The Single-Page Application trend gained popularity partly because it allowed developers to avoid full page reloads during navigation or form submissions. HTMX has been generating buzz recently precisely because it enables bypassing full document reloads. At the same time, it sticks to a document-based approach for browser/server interactions. This eliminates the need to retrofit JSON API constraints. Additionally, it dramatically reduces the amount of JavaScript required on the frontend.

This approach is perfectly suitable for many modern applications where client-side logic is minimal (e.g., management apps with lots of forms, dashboards, etc.)2.

API as an Implementation Detail

Even within the JavaScript ecosystem, it’s possible to avoid an HTTP/JSON API (in the sense of a separate API with the constraints mentioned earlier). React Router/Remix loaders, the $server primitive in Qwik, and React Server Components all bring the client and server closer, making the JSON API between the two merely an implementation detail3.

For frameworks that don’t offer this, hiding the HTTP API often involves code generation. Server methods (Controllers) become JavaScript functions to use in your frontend app following an automated code generation process (e.g., based on OpenAPI or Protobuf). Changing a server-side method allows you to use the new version client-side without thinking about “HTTP requests.”

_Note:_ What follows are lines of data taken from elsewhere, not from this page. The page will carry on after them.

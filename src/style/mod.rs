//! 样式系统：值类型与属性元数据表。

pub mod property;
pub mod value;

pub use property::{ElementKinds, StyleProperty};
pub use value::*;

In all these cases, there’s still an HTTP API between the client’s browser and the server, but you’re not coding it or calling it explicitly. You lose some of the benefits mentioned earlier (like calling this API from another app easily), but you also avoid the constraints of treating an API as a “product.”

The Back for Front Pattern

Sometimes, your application’s backend isn’t under your control. Maybe it’s managed by another team, maybe it’s a third-party product, or maybe it’s exposed to other consumers as a product. In such cases, the constraints of backward compatibility, documentation, etc., exist de facto.

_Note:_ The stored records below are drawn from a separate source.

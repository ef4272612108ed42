// src/cli.rs
//
// One-shot file conversion: decode a local image, run it through the
// Quality-Ramp Engine (JPEG targets) or a plain re-encode (PNG/GIF targets),
// write the result atomically.

use clap::Args;
use std::io::Write as _;
use std::path::{Path, PathBuf};

use crate::acquire;
use crate::engine::{distort_ramp, CodecRegistry, Format};
use crate::error::{JpegmeError, Result};

#[derive(Debug, Args)]
pub struct ConvertArgs {
    /// Input image file (jpeg, png, or gif)
    #[arg(long = "in", value_name = "PATH")]
    pub input: PathBuf,

    /// Output file; the output codec is inferred from the extension
    #[arg(long = "out", value_name = "PATH")]
    pub output: PathBuf,

    /// Ramp target quality when the output is JPEG
    #[arg(long, default_value_t = 5, value_parser = clap::value_parser!(u8).range(1..=100))]
    pub quality: u8,
}

pub fn run(args: &ConvertArgs) -> Result<()> {
    let registry = CodecRegistry::builtin();

    let bytes = acquire::load_file(&args.input)?;
    let (image, detected) = acquire::decode_bytes(&bytes, &registry)?;
    println!("Found {detected} file");

    let extension = args
        .output
        .extension()
        .and_then(|e| e.to_str())
        .unwrap_or("");
    let format = Format::from_extension(extension)
        .ok_or_else(|| JpegmeError::unsupported_output_format(extension.to_string()))?;

    let mut out = Vec::new();
    match format {
        Format::Jpeg => distort_ramp(image, &mut out, args.quality, 1, &registry)?,
        // PNG is lossless, so no options; GIF degrades through its palette
        Format::Png | Format::Gif => {
            out = registry.get(format)?.encode(&image, None)?;
        }
    }

    write_atomic(&args.output, &out)?;
    log::info!("wrote {} bytes to {}", out.len(), args.output.display());
    Ok(())
}

/// Write through a temp file in the destination directory, then persist.
/// A failed conversion never leaves a partial output behind.
fn write_atomic(path: &Path, bytes: &[u8]) -> Result<()> {
    let display = path.display().to_string();
    let dir = match path.parent() {
        Some(parent) if !parent.as_os_str().is_empty() => parent,
        _ => Path::new("."),
    };

    let mut tmp = tempfile::NamedTempFile::new_in(dir)
        .map_err(|e| JpegmeError::file_write_failed(display.clone(), e))?;
    tmp.write_all(bytes)
        .map_err(|e| JpegmeError::file_write_failed(display.clone(), e))?;
    tmp.persist(path)
        .map_err(|e| JpegmeError::file_write_failed(display, e.error))?;
    Ok(())
}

Here, introducing a server component between your frontend and this API can be useful. This component is dedicated to your application (so it can evolve without restrictions) and provides the benefits of a server like shared caching, server-side validation, authentication, algorithmic performance improvements, etc.

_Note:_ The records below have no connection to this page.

// src/acquire.rs
//
// Source-image acquisition: URL fetch, inline base64 payloads, local files.
// All validation happens here, before the engine ever runs - oversized
// payloads, bad upstream statuses, and non-image bytes are rejected up front
// and never retried.

use image::DynamicImage;
use std::path::Path;

use base64::engine::general_purpose::STANDARD;
use base64::Engine as _;

use crate::engine::CodecRegistry;
use crate::error::{JpegmeError, Result};

/// Upper bound on any acquired source, fetched or inline. 10 MB is a pretty
/// big image.
pub const MAX_SOURCE_BYTES: u64 = 10_000_000;

const USER_AGENT: &str = "Mozilla/5.0 (Macintosh; Intel Mac OS X 10) AppleWebKit/537.36 (KHTML, like Gecko) Chrome/124.0.0.0 Safari/537.36";

/// Where a source image comes from.
pub enum ImageSource {
    /// Fetched over HTTP(S).
    Url(String),
    /// Inline base64 payload (data URI or anything carrying a `;base64,`
    /// marker).
    Inline(String),
    /// Local file (CLI path only; the service never touches the filesystem).
    File(std::path::PathBuf),
}

impl ImageSource {
    /// Classify a service-path source string. The service accepts URLs and
    /// inline data; bare file paths are not a remote surface.
    pub fn classify(input: &str) -> Result<Self> {
        let trimmed = input.trim();
        if trimmed.starts_with("http://") || trimmed.starts_with("https://") {
            return Ok(ImageSource::Url(trimmed.to_string()));
        }
        if trimmed.contains(";base64,") {
            return Ok(ImageSource::Inline(trimmed.to_string()));
        }
        Err(JpegmeError::invalid_inline_data(
            "expected an http(s) URL or a base64 data URI",
        ))
    }
}

/// Resolve a classified source into a decoded raster.
pub async fn resolve_image(source: ImageSource, registry: &CodecRegistry) -> Result<DynamicImage> {
    let bytes = match source {
        ImageSource::Url(url) => fetch_url(&url).await?,
        ImageSource::Inline(data) => load_inline(&data)?,
        ImageSource::File(path) => load_file(&path)?,
    };
    decode_bytes(&bytes, registry).map(|(img, _)| img)
}

/// Signature-check and sniff-decode acquired bytes. Shared by the service
/// path and the CLI.
pub fn decode_bytes(
    bytes: &[u8],
    registry: &CodecRegistry,
) -> Result<(DynamicImage, crate::engine::Format)> {
    validate_signature(bytes)?;
    let (img, format) = registry.sniff_decode(bytes)?;
    log::debug!("decoded {} source ({} bytes)", format, bytes.len());
    Ok((img, format))
}

/// Fetch a source image over HTTP(S).
///
/// Upstream status must be in [200,300) and the body must stay under
/// [`MAX_SOURCE_BYTES`] - checked against the Content-Length header first,
/// then enforced again while streaming in case the header lied.
pub async fn fetch_url(url: &str) -> Result<Vec<u8>> {
    let response = reqwest::Client::new()
        .get(url)
        .header(reqwest::header::USER_AGENT, USER_AGENT)
        .send()
        .await
        .map_err(|e| JpegmeError::fetch_failed(url.to_string(), e))?;

    let status = response.status().as_u16();
    if !(200..300).contains(&status) {
        return Err(JpegmeError::bad_upstream_status(status));
    }

    if let Some(len) = response.content_length() {
        if len > MAX_SOURCE_BYTES {
            return Err(JpegmeError::source_too_large(len, MAX_SOURCE_BYTES));
        }
    }

    let mut buffer = Vec::new();
    let mut response = response;
    while let Some(chunk) = response
        .chunk()
        .await
        .map_err(|e| JpegmeError::fetch_failed(url.to_string(), e))?
    {
        if (buffer.len() + chunk.len()) as u64 > MAX_SOURCE_BYTES {
            return Err(JpegmeError::source_too_large(
                (buffer.len() + chunk.len()) as u64,
                MAX_SOURCE_BYTES,
            ));
        }
        buffer.extend_from_slice(&chunk);
    }

    Ok(buffer)
}

/// Decode an inline base64 payload. The payload is everything after the
/// `;base64,` marker; a missing marker is invalid data.
pub fn load_inline(data: &str) -> Result<Vec<u8>> {
    let payload = match data.split_once(";base64,") {
        Some((_, payload)) => payload,
        None => return Err(JpegmeError::invalid_inline_data("missing ;base64, marker")),
    };

    // A base64 group of 4 chars decodes to at most 3 bytes; reject oversized
    // payloads before decoding anything.
    let estimated = (payload.len() as u64 + 3) / 4 * 3;
    if estimated > MAX_SOURCE_BYTES {
        return Err(JpegmeError::source_too_large(estimated, MAX_SOURCE_BYTES));
    }

    STANDARD
        .decode(payload.trim())
        .map_err(|e| JpegmeError::invalid_inline_data(format!("base64 decode failed: {e}")))
}

/// Read a local source file (CLI path), size-capped like every other source.
pub fn load_file(path: &Path) -> Result<Vec<u8>> {
    let display = path.display().to_string();
    let metadata = std::fs::metadata(path)
        .map_err(|e| JpegmeError::file_read_failed(display.clone(), e))?;
    if metadata.len() > MAX_SOURCE_BYTES {
        return Err(JpegmeError::source_too_large(
            metadata.len(),
            MAX_SOURCE_BYTES,
        ));
    }
    std::fs::read(path).map_err(|e| JpegmeError::file_read_failed(display, e))
}

/// Magic-byte signature check: reject non-image bytes before decoding.
pub fn validate_signature(bytes: &[u8]) -> Result<()> {
    if bytes.is_empty() {
        return Err(JpegmeError::not_an_image("empty input"));
    }
    let kind = infer::get(bytes).ok_or_else(|| JpegmeError::not_an_image("unknown signature"))?;
    if kind.matcher_type() != infer::MatcherType::Image {
        return Err(JpegmeError::not_an_image(kind.mime_type().to_string()));
    }
    Ok(())
}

This pattern is known as Back for Front and is, in my opinion, still underutilized.

Conclusion

For your next web application, pause before reaching for the REST/JSON API weapon.

  1. Ask the right questions: Who depends on my backend? How many applications? Who controls them?
  2. Consider dropping the client/server architecture entirely in favor of documents, perhaps with HTMX2.
  3. Treat your API as an implementation detail, just a way to traverse the network (the approach React, Next.js, Remix, and Qwik take, but one you can adopt too).
  4. If your API is beyond your control or has multiple clients, introduce a Back for Front so your application can benefit from a server under your control.

This approach does, however, have one prerequisite: stop separating frontend and backend developers. If they’re building the same product, they need to work together.


  1. XHR started appearing in browsers as early as 1999.

  2. For further details, see my talk on this subject at BreizhCamp 2024 (in french). 2

  3. See more in Ryan Florence’s “Mind the Gap” talk.